I wish the people you choose to pursue other connections with were able to share you in the relatively limited, immaterial way that you and I interact, but I understand if they don't, and if you choose what they offer over what I offer. Intentionally scaling back interactions, not expressing feelings, and trying to enforce distance are not things that come easily to me. They feel incredibly wrong and even more painful. I dont know how things will be between us, but I'll continue to let it be what it is. Remember though that, as you said, your boyfriends come and go, but my feelings for you don't change, and the door to whatever I have to give you is always open.

hah, i guess i found some words.

love"

5 comments:

  1. i thank you for your openness and honesty. i like keeping up with you guys, i think that it is an extremely challenging and admirable pursuit that you are engaged in. i think that if your posts were any less honest and raw we outsiders looking in would really miss the reality of your chosen path.
    thanks and keep up the hard work

    ReplyDelete
  2. you certainly have a way with words. keep you spirits up. you are greatly admired.

    ReplyDelete
  3. Thank you both for reading and for the kind words

    ReplyDelete
  4. Thanks for the post!

    You write this, and I felt that this resonated with me:

    its easy to feel so isolated and alone. We're out here in the woods, so far from the world we grew up in. I'm so busy and engaged that I've lost touch with most of my former social network. I invest the time to maintain a handful of relationships with my closest and deepest friends, but that's all. Even those are different, limited to electronic communications only.

    I find this interesting, because I am in a similar place, but am embedded in Western civilization. I'm sort of in college, far from the world and comforts I grew up with. No small classes, no childhood friends, no one to cook you food and look after your health, no simple friendships or relationships. Similarly as you, most of my closest friends are people I can only keep in touch with via phone and email, and even those are fairly few and far between, and I don't contact them as much as I'd like.

    Though honestly, I was never really comfortable in the world I grew up in -- and felt more comfortable on camping trips and in between the lines of fantasy and sci fi novels.
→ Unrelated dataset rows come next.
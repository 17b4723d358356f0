//! Step simulation behind the "run sequence" button.
//!
//! A `World` is a single row of cells, some holding a coin, with Mario standing on
//! one of them. A run replays action tokens against it one at a time, producing an
//! execution log and, once the queue is empty, the portal state.
//!
//! Two ways to drive a run:
//! - `run()` executes everything synchronously and returns the `RunOutcome`.
//! - `Run` keeps the queue and log between calls so a driver can call `step()` on
//!   a timer; `Steps` wraps it as an `Iterator` over a borrowed world.
//!
//! Both produce the same outcome for the same input; pacing never affects state.

pub mod action;

pub use action::{ActionKind, ActionToken};

use crate::config::TutorialConfig;
use crate::error::TutorialError;
use std::collections::VecDeque;
use tracing::{debug, info};

/// Coins needed before the portal opens.
pub const PORTAL_THRESHOLD: usize = 3;

/// Portal state is always derived from the collected count, never stored.
pub fn portal_active(collected: usize, threshold: usize) -> bool {
    collected >= threshold
}

#[derive(Clone, Debug, PartialEq, Eq)]
pub struct Cell {
    pub index: usize,
    pub has_coin: bool,
    collected: bool,
}

impl Cell {
    pub fn collected(&self) -> bool {
        self.collected
    }
}

/// The simulated row of cells plus the cursor (Mario's position).
#[derive(Clone, Debug, PartialEq, Eq)]
pub struct World {
    cells: Vec<Cell>,
    cursor: usize,
    portal_threshold: usize,
}

impl World {
    pub fn new(len: usize, coin_cells: &[usize]) -> Result<Self, TutorialError> {
        if len == 0 {
            return Err(TutorialError::InvalidConfig("world needs at least one cell".into()));
        }
        if let Some(bad) = coin_cells.iter().find(|&&i| i >= len) {
            return Err(TutorialError::InvalidConfig(format!(
                "coin cell {bad} is outside a world of {len} cells"
            )));
        }
        let cells = (0..len)
            .map(|index| Cell { index, has_coin: coin_cells.contains(&index), collected: false })
            .collect();
        Ok(Self { cells, cursor: 0, portal_threshold: PORTAL_THRESHOLD })
    }

    pub fn from_config(config: &TutorialConfig) -> Result<Self, TutorialError> {
        let mut world = Self::new(config.cells, &config.coin_cells)?;
        world.portal_threshold = config.portal_threshold;
        Ok(world)
    }

    pub fn len(&self) -> usize {
        self.cells.len()
    }

    // Never true: construction rejects empty worlds.
    pub fn is_empty(&self) -> bool {
        self.cells.is_empty()
    }

    pub fn cells(&self) -> &[Cell] {
        &self.cells
    }

    pub fn cursor(&self) -> usize {
        self.cursor
    }

    pub fn portal_threshold(&self) -> usize {
        self.portal_threshold
    }

    pub fn collected_count(&self) -> usize {
        self.cells.iter().filter(|c| c.collected).count()
    }

    pub fn portal_active(&self) -> bool {
        portal_active(self.collected_count(), self.portal_threshold)
    }

    /// Back to the initial state: cursor on cell 0, no coin collected.
    pub fn reset(&mut self) {
        self.cursor = 0;
        for cell in &mut self.cells {
            cell.collected = false;
        }
    }

    fn move_forward(&mut self) {
        self.cursor = (self.cursor + 1).min(self.cells.len() - 1);
    }

    /// Collect the coin under the cursor; `None` when there is nothing to take.
    fn collect(&mut self) -> Option<usize> {
        let cell = &mut self.cells[self.cursor];
        if cell.has_coin && !cell.collected {
            cell.collected = true;
            Some(cell.index)
        } else {
            None
        }
    }
}

/// One executed token, as seen by the presentation layer.
#[derive(Clone, Debug, PartialEq, Eq)]
pub struct Step {
    pub token: ActionToken,
    /// Cursor after the token ran.
    pub cursor: usize,
    /// Log entries this step appended (the `Executing:` line plus any sub-note).
    pub entries: Vec<String>,
    /// Cell whose coin was collected by this step.
    pub collected: Option<usize>,
}

#[derive(Clone, Debug, PartialEq, Eq)]
pub struct RunOutcome {
    pub final_cursor: usize,
    pub log: Vec<String>,
    pub collected: usize,
    pub portal_active: bool,
}

/// Queue entry. A repeat block leaves a counter instead of `n` materialized moves.
#[derive(Debug)]
enum Pending {
    Token(ActionToken),
    Forward(usize),
}

/// A run in progress. Owns its queue and log; borrows the world only per step.
#[derive(Debug)]
pub struct Run {
    queue: VecDeque<Pending>,
    log: Vec<String>,
    executed: usize,
}

impl Run {
    /// Resets `world` and queues `actions`. Callers reject empty input before
    /// getting here.
    pub fn start<I>(actions: I, world: &mut World) -> Self
    where
        I: IntoIterator<Item = ActionToken>,
    {
        world.reset();
        let queue: VecDeque<Pending> = actions.into_iter().map(Pending::Token).collect();
        debug!(tokens = queue.len(), cells = world.len(), "run started");
        Self { queue, log: Vec::new(), executed: 0 }
    }

    pub fn is_halted(&self) -> bool {
        self.queue.is_empty()
    }

    pub fn log(&self) -> &[String] {
        &self.log
    }

    /// Execute the token at the front of the queue.
    pub fn step(&mut self, world: &mut World) -> Option<Step> {
        let token = match self.queue.pop_front()? {
            Pending::Token(token) => token,
            Pending::Forward(left) => {
                if left > 1 {
                    self.queue.push_front(Pending::Forward(left - 1));
                }
                ActionToken::move_forward()
            }
        };
        let mut entries = vec![format!("Executing: {token}")];
        let mut collected = None;

        match token.kind() {
            ActionKind::MoveForward => world.move_forward(),
            ActionKind::TurnLeft | ActionKind::TurnRight => entries.push(" (turn)".into()),
            ActionKind::CollectCoin => match world.collect() {
                Some(index) => {
                    collected = Some(index);
                    entries.push(format!(" Collected coin at {index}!"));
                }
                None => entries.push(" Nothing to collect here.".into()),
            },
            // Front insertion: the expansion runs before whatever followed the block.
            ActionKind::RepeatBlock(count) if count > 0 => self.queue.push_front(Pending::Forward(count)),
            ActionKind::RepeatBlock(_) => {}
            ActionKind::Unknown => entries.push(" (unknown)".into()),
        }

        self.executed += 1;
        debug!(token = %token, cursor = world.cursor, "step");
        self.log.extend(entries.iter().cloned());
        Some(Step { token, cursor: world.cursor, entries, collected })
    }

    /// Drain whatever is left, then log completion and compute the portal state.
    pub fn finish(mut self, world: &mut World) -> RunOutcome {
        while self.step(world).is_some() {}
        self.log.push(format!("Done. Mario at cell {}.", world.cursor));
        let outcome = RunOutcome {
            final_cursor: world.cursor,
            log: self.log,
            collected: world.collected_count(),
            portal_active: world.portal_active(),
        };
        info!(
            steps = self.executed,
            cursor = outcome.final_cursor,
            collected = outcome.collected,
            portal = outcome.portal_active,
            "run finished"
        );
        outcome
    }
}

/// Iterator form of a run over a borrowed world.
pub struct Steps<'w> {
    run: Run,
    world: &'w mut World,
}

impl<'w> Steps<'w> {
    pub fn new<I>(actions: I, world: &'w mut World) -> Self
    where
        I: IntoIterator<Item = ActionToken>,
    {
        let run = Run::start(actions, world);
        Self { run, world }
    }

    pub fn finish(self) -> RunOutcome {
        self.run.finish(self.world)
    }
}

impl Iterator for Steps<'_> {
    type Item = Step;

    fn next(&mut self) -> Option<Step> {
        self.run.step(self.world)
    }
}

/// Run `actions` to completion against `world`.
pub fn run<I>(actions: I, world: &mut World) -> RunOutcome
where
    I: IntoIterator<Item = ActionToken>,
{
    Run::start(actions, world).finish(world)
}

#[cfg(test)]
mod tests {
    use super::*;

    fn tokens(codes: &[&str]) -> Vec<ActionToken> {
        codes.iter().map(|c| ActionToken::parse(*c, 2)).collect()
    }

    #[test]
    fn world_rejects_zero_cells_and_stray_coins() {
        assert!(World::new(0, &[]).is_err());
        assert!(World::new(3, &[3]).is_err());
        let w = World::new(3, &[2]).unwrap();
        assert_eq!(w.len(), 3);
        assert!(w.cells()[2].has_coin);
        assert!(!w.cells()[0].has_coin);
    }

    #[test]
    fn forward_moves_clamp_at_last_cell() {
        for moves in 0..9 {
            let mut world = World::new(5, &[]).unwrap();
            let actions = vec![ActionToken::move_forward(); moves];
            let outcome = run(actions, &mut world);
            assert_eq!(outcome.final_cursor, moves.min(4));
        }
    }

    #[test]
    fn single_cell_world_never_moves() {
        let mut world = World::new(1, &[0]).unwrap();
        let outcome = run(tokens(&["moveForward()", "collectCoin()"]), &mut world);
        assert_eq!(outcome.final_cursor, 0);
        assert_eq!(outcome.collected, 1);
    }

    #[test]
    fn collect_on_empty_cell_changes_nothing() {
        let mut world = World::new(5, &[2]).unwrap();
        let outcome = run(tokens(&["collectCoin()"]), &mut world);
        assert_eq!(
            outcome.log,
            vec!["Executing: collectCoin()", " Nothing to collect here.", "Done. Mario at cell 0."]
        );
        assert_eq!(world.collected_count(), 0);
    }

    #[test]
    fn coin_is_collected_once() {
        let mut world = World::new(3, &[1]).unwrap();
        let outcome = run(tokens(&["moveForward()", "collectCoin()", "collectCoin()"]), &mut world);
        assert_eq!(
            outcome.log,
            vec![
                "Executing: moveForward()",
                "Executing: collectCoin()",
                " Collected coin at 1!",
                "Executing: collectCoin()",
                " Nothing to collect here.",
                "Done. Mario at cell 1.",
            ]
        );
        assert_eq!(outcome.collected, 1);
        assert!(world.cells()[1].collected());
    }

    #[test]
    fn two_coins_do_not_open_portal() {
        let mut world = World::new(5, &[2, 4]).unwrap();
        let outcome = run(
            tokens(&[
                "moveForward()",
                "moveForward()",
                "collectCoin()",
                "moveForward()",
                "moveForward()",
                "collectCoin()",
            ]),
            &mut world,
        );
        assert_eq!(outcome.final_cursor, 4);
        assert_eq!(outcome.collected, 2);
        assert!(world.cells()[2].collected() && world.cells()[4].collected());
        assert!(!outcome.portal_active);
    }

    #[test]
    fn three_coins_open_portal_and_reset_closes_it() {
        let mut world = World::new(5, &[1, 2, 3]).unwrap();
        let demo = tokens(&[
            "moveForward()",
            "collectCoin()",
            "moveForward()",
            "collectCoin()",
            "moveForward()",
            "collectCoin()",
        ]);
        assert!(run(demo, &mut world).portal_active);
        // A fresh run starts from a reset world; the portal is not sticky.
        let outcome = run(tokens(&["moveForward()"]), &mut world);
        assert!(!outcome.portal_active);
        assert_eq!(outcome.collected, 0);
    }

    #[test]
    fn repeat_block_expands_to_forward_moves() {
        let mut world = World::new(5, &[]).unwrap();
        let outcome = run(tokens(&["for(int i=0; i<3; i++)"]), &mut world);
        assert_eq!(outcome.final_cursor, 3);

        let mut a = World::new(6, &[4]).unwrap();
        let mut b = World::new(6, &[4]).unwrap();
        let looped = run(tokens(&["for(int i=0; i<4; i++)", "collectCoin()"]), &mut a);
        let unrolled = run(
            tokens(&["moveForward()", "moveForward()", "moveForward()", "moveForward()", "collectCoin()"]),
            &mut b,
        );
        assert_eq!(looped.final_cursor, unrolled.final_cursor);
        assert_eq!(looped.collected, 1);
        assert_eq!(a, b);
    }

    #[test]
    fn repeat_expansion_runs_before_following_tokens() {
        let mut world = World::new(5, &[]).unwrap();
        let steps: Vec<Step> = Steps::new(tokens(&["for(int i=0; i<2; i++)", "turnLeft()"]), &mut world).collect();
        let codes: Vec<&str> = steps.iter().map(|s| s.token.code()).collect();
        assert_eq!(codes, vec!["for(int i=0; i<2; i++)", "moveForward()", "moveForward()", "turnLeft()"]);
        assert_eq!(steps[3].entries, vec!["Executing: turnLeft()", " (turn)"]);
        assert_eq!(steps[3].cursor, 2);
    }

    #[test]
    fn zero_bound_loop_inserts_nothing() {
        let mut world = World::new(5, &[]).unwrap();
        let outcome = run(tokens(&["for(int i=0; i<0; i++)", "moveForward()"]), &mut world);
        assert_eq!(outcome.final_cursor, 1);
        assert_eq!(
            outcome.log,
            vec!["Executing: for(int i=0; i<0; i++)", "Executing: moveForward()", "Done. Mario at cell 1."]
        );
    }

    #[test]
    fn huge_loop_bound_is_expanded_lazily() {
        let mut world = World::new(5, &[]).unwrap();
        let mut run = Run::start(tokens(&["for(int i=0; i<4000000000; i++)", "turnLeft()"]), &mut world);
        run.step(&mut world);
        // One pending counter plus the turn, not thousands of queued moves.
        assert_eq!(run.queue.len(), 2);
        let outcome = run.finish(&mut world);
        assert_eq!(outcome.final_cursor, 4);
        assert_eq!(outcome.log.len(), 1 + action::MAX_REPEAT + 2 + 1);
        assert_eq!(outcome.log[outcome.log.len() - 3], "Executing: turnLeft()");
    }

    #[test]
    fn unknown_tokens_degrade_gracefully() {
        let mut world = World::new(2, &[]).unwrap();
        let outcome = run(tokens(&["dance()"]), &mut world);
        assert_eq!(outcome.log, vec!["Executing: dance()", " (unknown)", "Done. Mario at cell 0."]);
    }

    #[test]
    fn stepwise_and_synchronous_runs_agree() {
        let codes = ["turnRight()", "for(x)", "collectCoin()", "moveForward()", "collectCoin()"];
        let mut a = World::new(5, &[2, 3]).unwrap();
        let mut b = World::new(5, &[2, 3]).unwrap();
        let sync = run(tokens(&codes), &mut a);

        let mut paced = Run::start(tokens(&codes), &mut b);
        let mut collected = Vec::new();
        while let Some(step) = paced.step(&mut b) {
            collected.extend(step.collected);
        }
        assert!(paced.is_halted());
        let stepped = paced.finish(&mut b);
        assert_eq!(sync, stepped);
        assert_eq!(collected, vec![2, 3]);
    }

    #[test]
    fn start_resets_previous_state() {
        let mut world = World::new(4, &[1]).unwrap();
        run(tokens(&["moveForward()", "collectCoin()", "moveForward()"]), &mut world);
        assert_eq!(world.cursor(), 2);
        let run = Run::start(Vec::new(), &mut world);
        assert_eq!(world.cursor(), 0);
        assert_eq!(world.collected_count(), 0);
        assert!(run.is_halted());
    }

    #[test]
    fn portal_threshold_comes_from_config() {
        let config = TutorialConfig { portal_threshold: 1, ..TutorialConfig::default() };
        let mut world = World::from_config(&config).unwrap();
        let outcome = run(tokens(&["moveForward()", "collectCoin()"]), &mut world);
        assert!(outcome.portal_active);
        assert!(portal_active(3, 3));
        assert!(!portal_active(2, 3));
    }
}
So even though I'm surrounded by tons of people, even though I have access to more through phones or the internet, I keep feeling very isolated alone where I am, in Western civilization, in Berkeley. I often feel surrounded by people and goings-on, but most of the time all I want to do is retreat to a commune in the wilderness. I always assumed things would be much simpler and happier, I'd feel very connected with the other people on the commune, and I would be glad to be out of civilization. That I'd feel so happy to be in nature and be part of a close-knit community.

    So, it gives a lot of perspective to read your post, to realize that connections don't just happen because you're in the same place as other people, that strong connections transcend time and space. And that withdrawing from civilization doesn't necessarily make you feel less isolated, it can be more isolating. So yeah, thanks for the great post. It is good to hear that you really think that this is the place for you, and I am also working at building myself a life in Western civilization, at least, until I graduate and can build my life on a commune or go travel, or something at this school really catches me.

    Best :),
    Megan

    ReplyDelete
  5. Zach,

    Please pardon this random response from a complete stranger. I found your blog through a link on CS. I am much older than you, and have/had/continue to have deeply meaningful and soul enriching experiences and lessons in life. What I have come to find, through life's lessons, is that chronological age is neither a guarantee of, nor a barrier to experiencing life at a meaningful level which can be shared with others for the purpose of uplifting and enriching lives. Your journey and your apparent commitment to it, I find, is admirable and inspiring. All the best to you on your path.